What defenders should do now
Gitea's advisory urges administrators to upgrade Docker images to 1.26.3 or 1.26.4 immediately, or, at minimum, set the trusted-proxies setting to the documented safe loopback value. Teams that cannot patch straight away should audit admin account activity for anomalous logins and disable reverse-proxy authentication until the container is upgraded.
A critical CVSS 9.8 authentication-bypass vulnerability in official Gitea Docker images through version 1.26.2. A wildcard trusted-proxies setting in the shipped app.ini template makes Gitea trust an X-WEBAUTH-USER header from any source IP when reverse-proxy authentication is enabled, allowing attackers to impersonate any user, including admins.
Is CVE-2026-20896 being actively exploited?
Sysdig's Threat Research Team detected the first exploitation attempts 13 days after public disclosure. The traffic, traced to a ProtonVPN IP, has so far remained at the reconnaissance stage rather than escalating to post-exploitation.
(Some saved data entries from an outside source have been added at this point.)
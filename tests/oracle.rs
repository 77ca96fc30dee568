// Copyright 2015 The Ramp Developers
//
//    Licensed under the Apache License, Version 2.0 (the "License");
//    you may not use this file except in compliance with the License.
//    You may obtain a copy of the License at
//
//        http://www.apache.org/licenses/LICENSE-2.0
//
//    Unless required by applicable law or agreed to in writing, software
//    distributed under the License is distributed on an "AS IS" BASIS,
//    WITHOUT WARRANTIES OR CONDITIONS OF ANY KIND, either express or implied.
//    See the License for the specific language governing permissions and
//    limitations under the License.

//! Cross-checks the sum against an independent `num_bigint` exact-integer
//! oracle: every input here is a small integer, so the mathematically
//! exact sum (computed with unbounded-precision big integers) is always
//! exactly representable at 64 bits, and the crate's result must match it
//! bit for bit with an exact (`Equal`) ternary.

use crsum::limb::Limb;
use crsum::number::limbs_for_precision;
use crsum::{sum, Number, RoundingMode, Sign};
use num_bigint::BigInt;
use rand::Rng;
use std::cmp::Ordering;

const PRECISION: u32 = 64;

fn from_i64(v: i64, precision: u32) -> Number {
    if v == 0 {
        return Number::zero(Sign::Pos, precision);
    }
    let sign = Sign::of_bool(v < 0);
    let mag = v.unsigned_abs();
    let bit_len = 64 - mag.leading_zeros();
    let top = mag << (64 - bit_len);
    let mut mantissa = vec![Limb::ZERO; limbs_for_precision(precision)];
    *mantissa.last_mut().expect("precision >= 64 implies at least one limb") = Limb(top);
    Number::regular(sign, bit_len as i64, mantissa, precision)
}

fn to_i64(n: &Number) -> i64 {
    assert!(n.is_regular());
    let top = n.mantissa().last().expect("regular mantissa is non-empty").0;
    let bit_len = n.exponent();
    let mag = top >> (64 - bit_len as u32);
    let v = mag as i64;
    if n.sign().is_negative() {
        -v
    } else {
        v
    }
}

#[test]
fn random_small_integer_sums_match_the_bigint_oracle() {
    let mut rng = rand::thread_rng();
    for _ in 0..200 {
        let count = rng.gen_range(1..20);
        let values: Vec<i64> = (0..count).map(|_| rng.gen_range(-1000..1000)).collect();

        let exact: BigInt = values.iter().map(|&v| BigInt::from(v)).sum();
        let exact_i64: i64 = exact
            .to_string()
            .parse()
            .expect("sum of <=20 values each |v|<1000 fits in i64");

        let inputs: Vec<Number> = values.iter().map(|&v| from_i64(v, PRECISION)).collect();
        let mut out = Number::with_precision(PRECISION).unwrap();
        let ternary = sum(&mut out, &inputs, RoundingMode::ToNearestEven);

        assert_eq!(ternary, Ordering::Equal, "exact small-integer sums must round exactly");
        if exact_i64 == 0 {
            assert!(out.is_zero());
        } else {
            assert_eq!(to_i64(&out), exact_i64);
        }
    }
}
How do I fix or mitigate the Gitea Docker auth-bypass flaw?
Upgrade Docker images to Gitea 1.26.3 or 1.26.4, which remove the wildcard and make reverse-proxy auth opt-in. If you cannot patch immediately, set trusted-proxies to the documented safe loopback value, audit admin accounts for anomalous logins, and disable reverse-proxy authentication until upgraded.
How many Gitea instances are exposed to this vulnerability?
FOFA scans surface around 244,500 Gitea fingerprints on the public internet, with roughly 6,200 confirmed instances directly exposed.